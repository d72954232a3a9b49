//! Processing of one submission, from the raw folder to a committed (or canceled) record.
//!
//! A submission walks through [`Stage`]s. Every transition either moves forward or fails; a
//! failure after the scratch folder exists removes it again, so nothing is left behind
//! unless the student confirms.

use chrono::{Local, NaiveDateTime, Utc};
use colored::Colorize;
use log::{debug, error, info, warn};
use sea_orm::DatabaseConnection;
use std::{
    io::Write,
    path::{Path, PathBuf},
};
use uuid::Uuid;

use crate::config::Config;
use crate::creative::{self, CreativeFiles};
use crate::error::{GraderError, Result};
use crate::grader::{self, executor::SceneExecutor, os_interface::ExecutableArtifact};
use crate::grader::{Grader, GradingReport};
use crate::input::{self, InputProvider};
use crate::report;
use crate::scratch;
use crate::store::{assignment, student, submission};

#[derive(Debug)]
pub enum Stage {
    Started,
    FolderPrepared,
    Compiled(ExecutableArtifact),
    Tested(GradingReport),
    AwaitingConfirmation(GradingReport),
    Committed(submission::Model),
    Canceled,
}

#[derive(Debug, PartialEq)]
pub enum SubmissionOutcome {
    Committed(submission::Model),
    Canceled,
    /// Nothing is open for submission right now.
    NoOpenAssignment,
}

/// What a single submission is about. Fixed once the assignment is chosen.
struct Attempt<'p> {
    student: student::Model,
    assignment: assignment::Model,
    original: &'p Path,
    folder: PathBuf,
}

pub struct Submitter<'a, I, W> {
    db: &'a DatabaseConnection,
    config: &'a Config,
    input: I,
    out: W,
    now: NaiveDateTime,
}

impl<'a, I: InputProvider, W: Write> Submitter<'a, I, W> {
    pub fn new(db: &'a DatabaseConnection, config: &'a Config, input: I, out: W) -> Self {
        Self {
            db,
            config,
            input,
            out,
            now: Local::now().naive_local(),
        }
    }

    /// Decides which assignments are open as if it were `now`.
    pub fn at(mut self, now: NaiveDateTime) -> Self {
        self.now = now;
        self
    }

    pub async fn process(&mut self, uni: &str, original: &Path) -> Result<SubmissionOutcome> {
        check_uni(uni)?;
        let student = self.student_of_uni(uni).await?;
        scratch::check_original_folder(original, self.config)?;

        let Some(assignment) = self.choose_assignment().await? else {
            writeln!(self.out, "No assignments are available to submit.")?;
            return Ok(SubmissionOutcome::NoOpenAssignment);
        };
        let folder = scratch::submission_folder_path(self.config, &assignment, uni)?;
        let attempt = Attempt {
            student,
            assignment,
            original,
            folder,
        };

        let mut stage = Stage::Started;
        loop {
            debug!("submission of {uni}: {}", stage_name(&stage));
            stage = match self.advance(&attempt, stage).await {
                Ok(Stage::Committed(model)) => return Ok(SubmissionOutcome::Committed(model)),
                Ok(Stage::Canceled) => return Ok(SubmissionOutcome::Canceled),
                Ok(next) => next,
                Err(err) => {
                    error!("submission of {uni} failed: {err}");
                    self.cancel(&attempt.folder)?;
                    return Err(err);
                }
            };
        }
    }

    async fn advance(&mut self, attempt: &Attempt<'_>, stage: Stage) -> Result<Stage> {
        match stage {
            Stage::Started => {
                scratch::prepare_submission_folder(
                    attempt.original,
                    &attempt.folder,
                    &attempt.assignment,
                    self.config,
                )?;
                Ok(Stage::FolderPrepared)
            }
            Stage::FolderPrepared if self.is_creative(attempt) => {
                let files = creative::locate_creative_files(
                    &attempt.folder,
                    &attempt.student.uni,
                    &attempt.assignment,
                    self.config,
                )?;
                self.print_creative_files(&files)?;
                Ok(Stage::AwaitingConfirmation(GradingReport::default()))
            }
            Stage::FolderPrepared => Ok(Stage::Compiled(scratch::compile_submission(
                &attempt.folder,
                self.config,
            )?)),
            Stage::Compiled(binary) => match self.run_tests(attempt, binary).await {
                Ok(graded) => Ok(Stage::Tested(graded)),
                Err(err) => {
                    error!("internal error while running tests: {err}");
                    Err(err)
                }
            },
            Stage::Tested(graded) => {
                let previous = match submission::latest_for(
                    self.db,
                    attempt.student.id,
                    attempt.assignment.id,
                )
                .await?
                {
                    Some(latest) => Some(latest.score(self.db).await?),
                    None => None,
                };
                report::print_summary(&mut self.out, &graded.score, previous.as_ref())?;
                Ok(Stage::AwaitingConfirmation(graded))
            }
            Stage::AwaitingConfirmation(graded) => {
                if !input::ask_yes_no(&mut self.input, "Submit [y/n]: ")? {
                    self.cancel(&attempt.folder)?;
                    return Ok(Stage::Canceled);
                }
                let survey = if self.is_creative(attempt) {
                    match self.ask_survey() {
                        Ok(survey) => survey,
                        Err(GraderError::InputClosed) => {
                            warn!("input closed during the survey");
                            self.cancel(&attempt.folder)?;
                            return Ok(Stage::Canceled);
                        }
                        Err(err) => return Err(err),
                    }
                } else {
                    submission::Survey::default()
                };
                let new = submission::NewSubmission {
                    assignment_id: attempt.assignment.id,
                    student_id: attempt.student.id,
                    survey,
                    submission_time: Utc::now(),
                };
                let model = submission::commit(self.db, new, &graded.test_runs()).await?;
                info!(
                    "committed submission {} of {} on {}",
                    model.id, attempt.student.uni, attempt.assignment
                );
                writeln!(
                    self.out,
                    "Your submission is complete with ID {}!",
                    model.id.to_string().green().bold()
                )?;
                Ok(Stage::Committed(model))
            }
            terminal @ (Stage::Committed(_) | Stage::Canceled) => Ok(terminal),
        }
    }

    fn is_creative(&self, attempt: &Attempt<'_>) -> bool {
        attempt
            .assignment
            .is_creative(self.config.creative_deliverable)
    }

    async fn student_of_uni(&mut self, uni: &str) -> Result<student::Model> {
        let (found, created) = student::find_or_create(self.db, uni)
            .await
            .map_err(|err| {
                error!("could not create student {uni}: {err}");
                GraderError::StudentCreation(uni.to_string())
            })?;
        if created {
            writeln!(self.out, "Creating student {uni}")?;
        }
        Ok(found)
    }

    async fn choose_assignment(&mut self) -> Result<Option<assignment::Model>> {
        let open =
            assignment::current_assignments(self.db, self.now, self.config.late_window).await?;
        if open.is_empty() {
            return Ok(None);
        }

        writeln!(self.out, "Available assignments:")?;
        for a in &open {
            writeln!(self.out, "\t{}", a.name().green().bold())?;
        }
        loop {
            let name = self
                .input
                .read_line("Name of assignment you would like to submit: ")?;
            let name = name.trim();
            match open.iter().find(|a| a.name() == name) {
                Some(chosen) => {
                    writeln!(self.out, "You've selected to submit {}.", chosen.name())?;
                    return Ok(Some(chosen.clone()));
                }
                None => writeln!(self.out, "No assignment titled {name} was found.")?,
            }
        }
    }

    async fn run_tests(
        &mut self,
        attempt: &Attempt<'_>,
        binary: ExecutableArtifact,
    ) -> Result<GradingReport> {
        let directories = attempt.assignment.directories(self.db).await?;
        let scenes = grader::collect_scenes(&directories, &self.config.scene_extension);
        let work_dir = std::path::absolute(&self.config.work_dir)?;
        let executor = SceneExecutor::new(
            binary,
            &attempt.assignment.oracle_path,
            work_dir,
            Uuid::new_v4().simple().to_string(),
        );
        Ok(Grader::new(&executor).run_assessment(&scenes, &mut self.out)?)
    }

    fn print_creative_files(&mut self, files: &CreativeFiles) -> Result<()> {
        writeln!(self.out, "Identified creative files:")?;
        writeln!(self.out, "\tMovie: {}", files.movie.display())?;
        writeln!(self.out, "\tScene: {}", files.scene.display())?;
        Ok(())
    }

    fn ask_survey(&mut self) -> Result<submission::Survey> {
        writeln!(self.out, "Please rate this assignment from 1 (lowest) to 5 (highest).")?;
        let difficulty = input::ask_rating(&mut self.input, &mut self.out, "Difficulty [1-5]: ")?;
        let fun = input::ask_rating(&mut self.input, &mut self.out, "Fun [1-5]: ")?;
        let frustration =
            input::ask_rating(&mut self.input, &mut self.out, "Frustration [1-5]: ")?;
        let comments = input::ask_comments(&mut self.input, &mut self.out)?;
        Ok(submission::Survey {
            difficulty_rating: Some(difficulty),
            fun_rating: Some(fun),
            frustration_rating: Some(frustration),
            days_spent_on: None,
            comments: (!comments.is_empty()).then_some(comments),
        })
    }

    fn cancel(&mut self, folder: &Path) -> Result<()> {
        if folder.exists() {
            scratch::remove_submission_folder(folder)?;
            writeln!(self.out, "Submission canceled.")?;
        }
        Ok(())
    }
}

/// The UNI ends up in a folder name and in a file pattern.
fn check_uni(uni: &str) -> Result<()> {
    let allowed = |c: char| c.is_ascii_alphanumeric() || c == '-' || c == '_';
    if uni.is_empty() || !uni.chars().all(allowed) {
        return Err(GraderError::InvalidUni(uni.to_string()));
    }
    Ok(())
}

fn stage_name(stage: &Stage) -> &'static str {
    match stage {
        Stage::Started => "started",
        Stage::FolderPrepared => "folder prepared",
        Stage::Compiled(_) => "compiled",
        Stage::Tested(_) => "tested",
        Stage::AwaitingConfirmation(_) => "awaiting confirmation",
        Stage::Committed(_) => "committed",
        Stage::Canceled => "canceled",
    }
}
-------------------------
ACTION ITEM:
Every line in the data that holds "Submitter" should be copied out.

ANSWER SPACE:
pub struct Submitter<'a, I, W> {
impl<'a, I: InputProvider, W: Write> Submitter<'a, I, W> {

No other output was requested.